By Robert Kirkman, Jason Howard, Rus Wooton
Robert Kirkman reaches back to 1980s kiddie cartoon formula in his latest comic book series Super Dinosaur. It's a high concept premise calculated to sell toys. Dinosaurs are cool. Futuristic weaponry is cool. Fighting dinosaurs using futuristic weaponry is extra cool. Imagine the action figures, lunch boxes, t-shirts, and video games generated from the intellectual property. If this sounds cynical, well yes it is.
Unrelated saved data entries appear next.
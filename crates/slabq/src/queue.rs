// SPDX-License-Identifier: Apache-2.0 OR MIT
// Copyright (c) 2025-2026 naskel.com

//! Lock-free MPMC FIFO queue over the slab pool.
//!
//! The list algorithm is the classic Michael & Scott two-CAS queue: `push`
//! splices at the tail, `pop` swings the head, and both sides opportunistically
//! advance a lagging tail. All three hot atomics (`head`, `tail`, every node's
//! `next`) store tagged pointers, so a CAS against a pointer whose slot has
//! been recycled fails on the tag even when the address matches.
//!
//! The list always contains at least one node, the sentinel. `head` points at
//! the sentinel; the first real element is the sentinel's successor. A
//! successful `pop` promotes the first element to sentinel and recycles the
//! old sentinel's slot, which is why a sentinel's payload is dead by
//! construction and must never be read.

use std::sync::atomic::{AtomicUsize, Ordering};

use crossbeam::utils::CachePadded;

use crate::pool::{Node, NodePool};
use crate::tagged::{TaggedPtr, NULL};

/// Bounded lock-free multi-producer / multi-consumer FIFO queue.
///
/// Capacity `N` counts the sentinel, so `N - 1` elements fit at once. `N`
/// must be a positive multiple of the bitmap word width (64 on common
/// targets); other values fail to compile.
///
/// Both operations are lock-free: a thread may retry while others succeed,
/// but some thread always completes. Neither operation blocks, waits, or
/// allocates; `push` reports a full pool and `pop` reports emptiness through
/// their `bool` results.
///
/// # Example
///
/// ```
/// use slabq::Queue;
///
/// let queue: Queue<u64, 64> = Queue::new();
/// assert!(queue.push(1));
/// assert!(queue.push(2));
///
/// let mut out = 0;
/// assert!(queue.pop(&mut out));
/// assert_eq!(out, 1);
/// ```
pub struct Queue<T, const N: usize> {
    /// Tagged pointer to the sentinel. Never null while the queue is alive.
    head: CachePadded<AtomicUsize>,
    /// Tagged pointer to the last node, or transiently to its predecessor.
    tail: CachePadded<AtomicUsize>,
    pool: NodePool<T, N>,
}

impl<T, const N: usize> Queue<T, N> {
    /// Create an empty queue. Allocates the whole slab up front; the hot
    /// path never touches the system allocator afterwards.
    pub fn new() -> Self {
        let pool = NodePool::new();
        let sentinel = pool
            .construct_sentinel()
            .expect("fresh pool always yields the sentinel slot");
        let raw = sentinel.into_raw();
        Self {
            head: CachePadded::new(AtomicUsize::new(raw)),
            tail: CachePadded::new(AtomicUsize::new(raw)),
            pool,
        }
    }

    /// Append `value` at the tail.
    ///
    /// Returns `false` only when the pool is exhausted; callers typically
    /// spin-retry or back off. Never blocks.
    ///
    /// Protocol: allocate a node, then loop { re-read `tail` and its `next`;
    /// help a lagging tail forward; otherwise CAS the last node's `next` from
    /// null to the new node and best-effort swing `tail` }. The linking CAS
    /// is the publication point for the node's payload.
    pub fn push(&self, value: T) -> bool {
        let node = match self.pool.construct(value) {
            Some(node) => node,
            None => return false,
        };
        let new_raw = node.into_raw();

        loop {
            let tail_f = self.tail.load(Ordering::Acquire);
            let last: TaggedPtr<Node<T>> = TaggedPtr::from_raw(tail_f);
            // SAFETY: tail is never null and the slab never shrinks, so the
            // cleared address is always mapped. If the slot was recycled
            // under us, the re-check below discards what we read.
            let next_f = unsafe { (*last.as_ptr()).next.load(Ordering::Acquire) };

            if tail_f != self.tail.load(Ordering::Acquire) {
                continue;
            }

            if next_f != NULL {
                // Tail lags behind the real last node; help it forward.
                let _ = self.tail.compare_exchange_weak(
                    tail_f,
                    next_f,
                    Ordering::AcqRel,
                    Ordering::Acquire,
                );
                continue;
            }

            // SAFETY: same reasoning as the load above; a stale `last` makes
            // this CAS fail on the tag.
            let linked = unsafe {
                (*last.as_ptr())
                    .next
                    .compare_exchange_weak(next_f, new_raw, Ordering::AcqRel, Ordering::Acquire)
                    .is_ok()
            };
            if linked {
                // Best effort; a failed swing means someone else already
                // helped, so the element is in either way.
                let _ = self.tail.compare_exchange_weak(
                    tail_f,
                    new_raw,
                    Ordering::AcqRel,
                    Ordering::Acquire,
                );
                return true;
            }
        }
    }

    /// Remove the oldest element into `out`.
    ///
    /// Returns `false` when the queue is observed empty. Never blocks.
    ///
    /// The payload is read **before** the head-swing CAS: once `head` moves,
    /// a concurrent consumer may promote our node to sentinel and recycle the
    /// slot behind it. A read that loses the CAS race is discarded without
    /// running any destructor.
    pub fn pop(&self, out: &mut T) -> bool {
        loop {
            let head_f = self.head.load(Ordering::Acquire);
            let tail_f = self.tail.load(Ordering::Acquire);
            let sentinel: TaggedPtr<Node<T>> = TaggedPtr::from_raw(head_f);
            // SAFETY: head is never null; slab memory stays mapped. Stale
            // reads are discarded by the re-check below.
            let first: TaggedPtr<Node<T>> =
                TaggedPtr::from_raw(unsafe { (*sentinel.as_ptr()).next.load(Ordering::Acquire) });

            if head_f != self.head.load(Ordering::Acquire) {
                continue;
            }

            if head_f == tail_f {
                if first.is_null() {
                    return false;
                }
                // An element exists but tail still points at the sentinel;
                // help before retrying, head must not overtake tail.
                let _ = self.tail.compare_exchange_weak(
                    tail_f,
                    first.into_raw(),
                    Ordering::AcqRel,
                    Ordering::Acquire,
                );
                continue;
            }

            debug_assert!(!first.is_null(), "non-empty queue with null first link");
            // Speculative copy of the payload bytes; see the method docs for
            // why this precedes the CAS. MaybeUninit keeps a losing copy from
            // running any destructor.
            // SAFETY: slab memory stays mapped; the copy is only promoted to
            // a value if our CAS wins, in which case no other thread could
            // have recycled `first` in between.
            let value = unsafe { std::ptr::read(std::ptr::addr_of!((*first.as_ptr()).value)) };

            if self
                .head
                .compare_exchange_weak(
                    head_f,
                    first.into_raw(),
                    Ordering::AcqRel,
                    Ordering::Acquire,
                )
                .is_ok()
            {
                // SAFETY: the CAS won, so the bytes we copied were the
                // producer's published payload.
                *out = unsafe { value.assume_init() };
                // The old sentinel's payload was consumed by an earlier pop
                // (or never written); only the slot goes back.
                // SAFETY: head moved past the old sentinel, no new reader can
                // reach it, and we are the unique recycler.
                unsafe { self.pool.release_taken(sentinel) };
                return true;
            }
        }
    }

    /// Advisory emptiness snapshot: `head` and `tail` compare equal, tags
    /// included. May be stale the moment it returns; callers that need the
    /// answer should use [`pop`](Self::pop).
    pub fn empty(&self) -> bool {
        self.head.load(Ordering::Acquire) == self.tail.load(Ordering::Acquire)
    }

    /// Live slots, sentinel included. Exact only at quiescent points.
    #[cfg(feature = "hold-size")]
    pub fn used(&self) -> usize {
        self.pool.used()
    }

    /// Free slots at this instant.
    #[cfg(feature = "hold-size")]
    pub fn available(&self) -> usize {
        self.pool.available()
    }
}

impl<T, const N: usize> Default for Queue<T, N> {
    fn default() -> Self {
        Self::new()
    }
}

impl<T, const N: usize> Drop for Queue<T, N> {
    /// Teardown contract: no other thread may touch the queue during or
    /// after drop. Walks the chain, runs destructors for unpopped payloads,
    /// and hands every slot back before the pool itself goes down.
    fn drop(&mut self) {
        let sentinel_raw = *self.head.get_mut();
        let mut cursor = sentinel_raw;
        let mut unpopped = 0usize;

        while cursor != NULL {
            let node: TaggedPtr<Node<T>> = TaggedPtr::from_raw(cursor);
            // Read the link before release: release recycles the link word
            // as the slot's version seed.
            // SAFETY: sole owner during drop; the chain is intact.
            let next = unsafe { (*node.as_ptr()).next.load(Ordering::Relaxed) };
            if cursor == sentinel_raw {
                // SAFETY: the sentinel payload is dead by the queue
                // invariant.
                unsafe { self.pool.release_taken(node) };
            } else {
                // SAFETY: nodes behind the sentinel hold live payloads.
                unsafe { self.pool.release(node) };
                unpopped += 1;
            }
            cursor = next;
        }

        *self.head.get_mut() = NULL;
        *self.tail.get_mut() = NULL;

        if unpopped > 0 {
            log::debug!("[slabq] queue dropped with {unpopped} unpopped element(s)");
        }
    }
}

#[cfg(test)]
mod tests {
    use super::*;
    use std::sync::atomic::AtomicUsize as StdAtomicUsize;
    use std::sync::Arc;
    use std::thread;

    #[test]
    fn test_new_queue_is_empty() {
        let queue: Queue<u64, 64> = Queue::new();
        assert!(queue.empty());
        let mut out = 0;
        assert!(!queue.pop(&mut out));
    }

    #[test]
    fn test_push_pop_roundtrip() {
        let queue: Queue<i32, 512> = Queue::new();
        assert!(queue.push(5));
        assert!(!queue.empty());

        let mut out = 0;
        assert!(queue.pop(&mut out));
        assert_eq!(out, 5);
        assert!(queue.empty());
        assert!(!queue.pop(&mut out));
    }

    #[test]
    fn test_fifo_order_single_thread() {
        let queue: Queue<usize, 512> = Queue::new();
        for i in 0..400 {
            assert!(queue.push(i));
        }
        let mut out = 0;
        for i in 0..400 {
            assert!(queue.pop(&mut out));
            assert_eq!(out, i);
        }
        assert!(!queue.pop(&mut out));
        assert!(queue.empty());
    }

    #[test]
    fn test_fill_to_exhaustion() {
        let queue: Queue<i32, 64> = Queue::new();
        let mut pushed = 0;
        while queue.push(1) {
            pushed += 1;
        }
        // One slot of 64 belongs to the sentinel.
        assert_eq!(pushed, 63);

        // Freeing one slot makes a later push succeed. "Later" because the
        // claim start may take many attempts to come back around to the
        // freed bit.
        let mut out = 0;
        assert!(queue.pop(&mut out));
        let mut attempts = 0;
        while !queue.push(2) {
            attempts += 1;
            assert!(attempts < 10_000, "push did not recover after pop");
        }
    }

    #[test]
    fn test_pop_overwrites_out() {
        let queue: Queue<String, 64> = Queue::new();
        assert!(queue.push(String::from("fresh")));

        let mut out = String::from("stale");
        assert!(queue.pop(&mut out));
        assert_eq!(out, "fresh");
    }

    struct DropTicket(Arc<StdAtomicUsize>);

    impl Drop for DropTicket {
        fn drop(&mut self) {
            self.0.fetch_add(1, Ordering::SeqCst);
        }
    }

    #[test]
    fn test_drop_reclaims_unpopped_values() {
        let drops = Arc::new(StdAtomicUsize::new(0));
        {
            let queue: Queue<DropTicket, 64> = Queue::new();
            for _ in 0..5 {
                assert!(queue.push(DropTicket(Arc::clone(&drops))));
            }

            let mut out = DropTicket(Arc::clone(&drops));
            assert!(queue.pop(&mut out)); // drops the placeholder ticket
            assert!(queue.pop(&mut out)); // drops the first popped ticket
            assert_eq!(drops.load(Ordering::SeqCst), 2);
            drop(out); // drops the second popped ticket
            assert_eq!(drops.load(Ordering::SeqCst), 3);
            // Three tickets remain queued when the queue goes down.
        }
        assert_eq!(drops.load(Ordering::SeqCst), 6);
    }

    #[test]
    fn test_spsc_threads_preserve_order() {
        let queue = Arc::new(Queue::<usize, 64>::new());
        let producer = {
            let queue = Arc::clone(&queue);
            thread::spawn(move || {
                for i in 0..10_000 {
                    while !queue.push(i) {
                        thread::yield_now();
                    }
                }
            })
        };

        let mut out = 0;
        let mut expected = 0;
        while expected < 10_000 {
            if queue.pop(&mut out) {
                assert_eq!(out, expected);
                expected += 1;
            }
        }
        producer.join().expect("producer thread panicked");
        assert!(queue.empty());
    }

    #[cfg(feature = "hold-size")]
    #[test]
    fn test_hold_size_accessors() {
        let queue: Queue<i32, 512> = Queue::new();
        assert!(queue.empty());
        assert_eq!(queue.used(), 1); // sentinel
        assert_eq!(queue.available(), 511);

        assert!(queue.push(5));
        assert_eq!(queue.used(), 2);
        assert_eq!(queue.available(), 510);

        let mut out = 0;
        assert!(queue.pop(&mut out));
        assert_eq!(out, 5);
        assert_eq!(queue.used(), 1);
        assert_eq!(queue.available(), 511);
    }
}
//! JWT Session Tokens
//! Mission: Issue and verify the short-lived bearer tokens behind every
//! authenticated request

use anyhow::{Context, Result};
use chrono::Utc;
use jsonwebtoken::{decode, encode, errors::ErrorKind, DecodingKey, EncodingKey, Header, Validation};
use serde::{Deserialize, Serialize};
use std::fmt;
use tracing::debug;

use crate::auth::models::User;
use crate::auth::roles::Role;

/// Claims carried inside every session token.
#[derive(Debug, Clone, PartialEq, Eq, Serialize, Deserialize)]
pub struct Claims {
    /// Account id (UUID as string)
    pub sub: String,
    /// Account email at issue time
    pub email: String,
    /// Role tag at issue time
    pub user_type: Role,
    /// Expiry (unix seconds)
    pub exp: usize,
    /// Issued-at (unix seconds)
    pub iat: usize,
}

/// Why a token failed verification. The HTTP layer maps all three
/// variants to 403; the split exists for logs and tests.
#[derive(Debug, Clone, Copy, PartialEq, Eq)]
pub enum TokenError {
    /// Signed with a different secret, or the signature was tampered with
    InvalidSignature,
    /// `exp` is in the past (no leeway)
    Expired,
    /// Not a parseable JWT at all, or an unacceptable header/payload
    Malformed,
}

impl fmt::Display for TokenError {
    fn fmt(&self, f: &mut fmt::Formatter<'_>) -> fmt::Result {
        match self {
            TokenError::InvalidSignature => write!(f, "token signature is invalid"),
            TokenError::Expired => write!(f, "token has expired"),
            TokenError::Malformed => write!(f, "token is malformed"),
        }
    }
}

impl std::error::Error for TokenError {}

/// Issues and verifies session tokens with a single symmetric secret.
///
/// The secret and lifetime are injected once at construction; verification
/// never consults the environment, so two services built with the same
/// inputs accept exactly the same tokens.
pub struct TokenService {
    secret: String,
    ttl_secs: i64,
}

impl TokenService {
    pub fn new(secret: String, ttl_secs: i64) -> Self {
        Self { secret, ttl_secs }
    }

    /// Sign a token for `user`. Returns the token and its lifetime in
    /// seconds, ready for a login response.
    pub fn issue(&self, user: &User) -> Result<(String, i64)> {
        let now = Utc::now();
        let expiration = now
            .checked_add_signed(chrono::Duration::seconds(self.ttl_secs))
            .context("Invalid expiration timestamp")?
            .timestamp() as usize;

        let claims = Claims {
            sub: user.id.to_string(),
            email: user.email.clone(),
            user_type: user.user_type.clone(),
            exp: expiration,
            iat: now.timestamp() as usize,
        };

        debug!(user = %user.email, role = user.user_type.as_str(), "Issuing session token");

        let token = encode(
            &Header::default(),
            &claims,
            &EncodingKey::from_secret(self.secret.as_bytes()),
        )
        .context("Failed to sign session token")?;

        Ok((token, self.ttl_secs))
    }

    /// Verify a token and return its claims.
    ///
    /// Expiry is checked against the wall clock with zero leeway: a token
    /// is valid strictly until its `exp` second and rejected after.
    pub fn verify(&self, token: &str) -> Result<Claims, TokenError> {
        let mut validation = Validation::default();
        validation.leeway = 0;

        let data = decode::<Claims>(
            token,
            &DecodingKey::from_secret(self.secret.as_bytes()),
            &validation,
        )
        .map_err(|e| match e.kind() {
            ErrorKind::ExpiredSignature => TokenError::Expired,
            ErrorKind::InvalidSignature => TokenError::InvalidSignature,
            _ => TokenError::Malformed,
        })?;

        Ok(data.claims)
    }
}

#[cfg(test)]
mod tests {
    use super::*;
    use uuid::Uuid;

    fn test_user(role: Role) -> User {
        User {
            id: Uuid::new_v4(),
            email: "casey@brandlift.example".to_string(),
            name: "Casey".to_string(),
            password_hash: "hash".to_string(),
            user_type: role,
            created_at: "2025-01-01T00:00:00Z".to_string(),
        }
    }

    #[test]
    fn test_token_round_trip() {
        let service = TokenService::new("test-secret-key-for-round-trips".to_string(), 3600);
        let user = test_user(Role::Brand);

        let (token, expires_in) = service.issue(&user).unwrap();
        assert_eq!(expires_in, 3600);

        let claims = service.verify(&token).unwrap();
        assert_eq!(claims.sub, user.id.to_string());
        assert_eq!(claims.email, user.email);
        assert_eq!(claims.user_type, Role::Brand);
        assert!(claims.exp > claims.iat);
        assert_eq!(claims.exp - claims.iat, 3600);
    }

    #[test]
    fn test_garbage_token_is_malformed() {
        let service = TokenService::new("test-secret-key".to_string(), 3600);

        assert_eq!(service.verify("not-a-jwt"), Err(TokenError::Malformed));
        assert_eq!(service.verify(""), Err(TokenError::Malformed));
        assert_eq!(
            service.verify("aaaa.bbbb.cccc"),
            Err(TokenError::Malformed)
        );
    }

    #[test]
    fn test_foreign_secret_is_rejected() {
        let ours = TokenService::new("secret-a-secret-a-secret-a".to_string(), 3600);
        let theirs = TokenService::new("secret-b-secret-b-secret-b".to_string(), 3600);
        let user = test_user(Role::Agent);

        let (token, _) = theirs.issue(&user).unwrap();
        assert_eq!(ours.verify(&token), Err(TokenError::InvalidSignature));
    }

    #[test]
    fn test_expired_token_is_rejected() {
        // Negative lifetime puts `exp` in the past at issue time.
        let service = TokenService::new("test-secret-key".to_string(), -120);
        let user = test_user(Role::Creator);

        let (token, _) = service.issue(&user).unwrap();
        assert_eq!(service.verify(&token), Err(TokenError::Expired));
    }

    #[test]
    fn test_tampered_payload_is_rejected() {
        let service = TokenService::new("test-secret-key".to_string(), 3600);
        let user = test_user(Role::Creator);

        let (token, _) = service.issue(&user).unwrap();
        let mut parts: Vec<&str> = token.split('.').collect();
        assert_eq!(parts.len(), 3);

        // Swap in a forged payload; the original signature no longer matches.
        let forged = jsonwebtoken::encode(
            &Header::default(),
            &Claims {
                sub: user.id.to_string(),
                email: user.email.clone(),
                user_type: Role::SuperAdmin,
                exp: (Utc::now().timestamp() + 3600) as usize,
                iat: Utc::now().timestamp() as usize,
            },
            &EncodingKey::from_secret("another-secret".as_bytes()),
        )
        .unwrap();
        let forged_parts: Vec<&str> = forged.split('.').collect();
        parts[1] = forged_parts[1];
        let tampered = parts.join(".");

        assert_eq!(service.verify(&tampered), Err(TokenError::InvalidSignature));
    }
}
But as someone who grew up watching those cartoons, I won't deny the inherent appeal of a talking tyrannosaur being a lonely boy's best buddy - Super Dinosaur is a genetic experiment who turns against his evil master Max Maximus to side with his good-guy counterpart Doctor Dexter Dynamo and his son Derek Dynamo.
Dinosaurs firing missiles! How cool is that? |
Next to the art, the characterizations are relatively weak. As the POV character, Derek suffers too much from the Wesley syndrome. It doesn't help that he keeps proclaiming that he's awesome at everything. Super Dinosaur doesn't say much, lacking any kind of personality other than a willingness to jump into action at every opportunity. Supporting characters in the form of a married couple of mechanical geniuses named the Kingstons and their two teenage daughters are barely fleshed-out at this point. As for the antagonist Maximus, he's the standard world-conquering villain, which is fine when considering the intended audience. So far, the only interesting character is the anti-hero Tricerachops, who works for a third party neither aligned to Dynamo or Maximus.